### Work to complete
Restate each entry below without changing a word.
Information supplied START
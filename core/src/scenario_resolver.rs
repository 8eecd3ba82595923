//! Equivalent scenario resolution — which scenario stands in for the same
//! planning family in an earlier fiscal year.
//!
//! Ordered strategies, first match wins:
//!   1. lineage parent (source_scenario_id points into the target year)
//!   2. lineage siblings (same source, target year)
//!   3. normalized-name match (fiscal-year tokens stripped)
//!   4. any scenario in the target year, preferring LOCKED
//!
//! No match is not an error; the caller decides whether that is fatal.

use crate::{
    model::{Scenario, ScenarioStatus},
    types::FiscalYear,
};

type Strategy = fn(&Scenario, FiscalYear, &[Scenario]) -> Option<Scenario>;

const STRATEGIES: &[Strategy] = &[
    lineage_parent,
    lineage_sibling,
    normalized_name_match,
    any_in_year,
];

pub fn find_equivalent(
    current: &Scenario,
    target_fy: FiscalYear,
    all: &[Scenario],
) -> Option<Scenario> {
    STRATEGIES
        .iter()
        .find_map(|strategy| strategy(current, target_fy, all))
}

fn lineage_parent(current: &Scenario, target_fy: FiscalYear, all: &[Scenario]) -> Option<Scenario> {
    let source_id = current.source_scenario_id.as_deref()?;
    all.iter()
        .find(|s| s.id == source_id && s.fy_start_year == target_fy)
        .cloned()
}

fn lineage_sibling(current: &Scenario, target_fy: FiscalYear, all: &[Scenario]) -> Option<Scenario> {
    let source_id = current.source_scenario_id.as_deref()?;
    all.iter()
        .find(|s| {
            s.id != current.id
                && s.source_scenario_id.as_deref() == Some(source_id)
                && s.fy_start_year == target_fy
        })
        .cloned()
}

fn normalized_name_match(
    current: &Scenario,
    target_fy: FiscalYear,
    all: &[Scenario],
) -> Option<Scenario> {
    let base_name = normalize_name(&current.name);
    if base_name.is_empty() {
        return None;
    }
    let candidates: Vec<&Scenario> = all
        .iter()
        .filter(|s| {
            s.id != current.id
                && s.fy_start_year == target_fy
                && normalize_name(&s.name) == base_name
        })
        .collect();
    prefer_locked(&candidates)
}

fn any_in_year(current: &Scenario, target_fy: FiscalYear, all: &[Scenario]) -> Option<Scenario> {
    let candidates: Vec<&Scenario> = all
        .iter()
        .filter(|s| s.id != current.id && s.fy_start_year == target_fy)
        .collect();
    prefer_locked(&candidates)
}

/// LOCKED scenarios are finalized and more authoritative than drafts.
fn prefer_locked(candidates: &[&Scenario]) -> Option<Scenario> {
    candidates
        .iter()
        .find(|s| s.status == ScenarioStatus::Locked)
        .or_else(|| candidates.first())
        .map(|s| (*s).clone())
}

/// Strip fiscal-year tokens ("FY2025", "FY25", standalone 4-digit years),
/// 4-digit runs embedded inside tokens ("Plan2025"), and surrounding
/// separators, then lowercase. "Plan Base FY2025" and "Plan Base - 2026"
/// normalize to the same family name.
pub fn normalize_name(name: &str) -> String {
    let tokens = name
        .split(|c: char| c.is_whitespace() || c == '-' || c == '_')
        .filter(|t| !is_fy_token(t))
        .map(strip_year_runs)
        .filter(|t| !t.is_empty())
        .map(|t| t.to_lowercase())
        .collect::<Vec<_>>();
    tokens.join(" ")
}

/// Remove digit runs of exactly four digits; shorter and longer runs stay.
fn strip_year_runs(token: &str) -> String {
    let mut out = String::new();
    let mut run = String::new();
    for c in token.chars() {
        if c.is_ascii_digit() {
            run.push(c);
        } else {
            if run.len() != 4 {
                out.push_str(&run);
            }
            run.clear();
            out.push(c);
        }
    }
    if run.len() != 4 {
        out.push_str(&run);
    }
    out
}

fn is_fy_token(token: &str) -> bool {
    let lower = token.to_lowercase();
    if let Some(digits) = lower.strip_prefix("fy") {
        let digits = digits.trim();
        return (2..=4).contains(&digits.len()) && digits.chars().all(|c| c.is_ascii_digit());
    }
    lower.len() == 4 && lower.chars().all(|c| c.is_ascii_digit())
}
Information supplied END
### Solution to this task
filename core/src/scenario_resolver.rs
repository 8eecd3ba82595923
//! Equivalent scenario resolution — which scenario stands in for the same
//! planning family in an earlier fiscal year.
//!
//! Ordered strategies, first match wins:
//!   1. lineage parent (source_scenario_id points into the target year)
//!   2. lineage siblings (same source, target year)
//!   3. normalized-name match (fiscal-year tokens stripped)
//!   4. any scenario in the target year, preferring LOCKED
//!
//! No match is not an error; the caller decides whether that is fatal.

use crate::{
    model::{Scenario, ScenarioStatus},
    types::FiscalYear,
};

type Strategy = fn(&Scenario, FiscalYear, &[Scenario]) -> Option<Scenario>;

const STRATEGIES: &[Strategy] = &[
    lineage_parent,
    lineage_sibling,
    normalized_name_match,
    any_in_year,
];

pub fn find_equivalent(
    current: &Scenario,
    target_fy: FiscalYear,
    all: &[Scenario],
) -> Option<Scenario> {
    STRATEGIES
        .iter()
        .find_map(|strategy| strategy(current, target_fy, all))
}

fn lineage_parent(current: &Scenario, target_fy: FiscalYear, all: &[Scenario]) -> Option<Scenario> {
    let source_id = current.source_scenario_id.as_deref()?;
    all.iter()
        .find(|s| s.id == source_id && s.fy_start_year == target_fy)
        .cloned()
}

fn lineage_sibling(current: &Scenario, target_fy: FiscalYear, all: &[Scenario]) -> Option<Scenario> {
    let source_id = current.source_scenario_id.as_deref()?;
    all.iter()
        .find(|s| {
            s.id != current.id
                && s.source_scenario_id.as_deref() == Some(source_id)
                && s.fy_start_year == target_fy
        })
        .cloned()
}

fn normalized_name_match(
    current: &Scenario,
    target_fy: FiscalYear,
    all: &[Scenario],
) -> Option<Scenario> {
    let base_name = normalize_name(&current.name);
    if base_name.is_empty() {
        return None;
    }
    let candidates: Vec<&Scenario> = all
        .iter()
        .filter(|s| {
            s.id != current.id
                && s.fy_start_year == target_fy
                && normalize_name(&s.name) == base_name
        })
        .collect();
    prefer_locked(&candidates)
}

fn any_in_year(current: &Scenario, target_fy: FiscalYear, all: &[Scenario]) -> Option<Scenario> {
    let candidates: Vec<&Scenario> = all
        .iter()
        .filter(|s| s.id != current.id && s.fy_start_year == target_fy)
        .collect();
    prefer_locked(&candidates)
}

/// LOCKED scenarios are finalized and more authoritative than drafts.
fn prefer_locked(candidates: &[&Scenario]) -> Option<Scenario> {
    candidates
        .iter()
        .find(|s| s.status == ScenarioStatus::Locked)
        .or_else(|| candidates.first())
        .map(|s| (*s).clone())
}

/// Strip fiscal-year tokens ("FY2025", "FY25", standalone 4-digit years),
/// 4-digit runs embedded inside tokens ("Plan2025"), and surrounding
/// separators, then lowercase. "Plan Base FY2025" and "Plan Base - 2026"
/// normalize to the same family name.
pub fn normalize_name(name: &str) -> String {
    let tokens = name
        .split(|c: char| c.is_whitespace() || c == '-' || c == '_')
        .filter(|t| !is_fy_token(t))
        .map(strip_year_runs)
        .filter(|t| !t.is_empty())
        .map(|t| t.to_lowercase())
        .collect::<Vec<_>>();
    tokens.join(" ")
}

/// Remove digit runs of exactly four digits; shorter and longer runs stay.
fn strip_year_runs(token: &str) -> String {
    let mut out = String::new();
    let mut run = String::new();
    for c in token.chars() {
        if c.is_ascii_digit() {
            run.push(c);
        } else {
            if run.len() != 4 {
                out.push_str(&run);
            }
            run.clear();
            out.push(c);
        }
    }
    if run.len() != 4 {
        out.push_str(&run);
    }
    out
}

fn is_fy_token(token: &str) -> bool {
    let lower = token.to_lowercase();
    if let Some(digits) = lower.strip_prefix("fy") {
        let digits = digits.trim();
        return (2..=4).contains(&digits.len()) && digits.chars().all(|c| c.is_ascii_digit());
    }
    lower.len() == 4 && lower.chars().all(|c| c.is_ascii_digit())
}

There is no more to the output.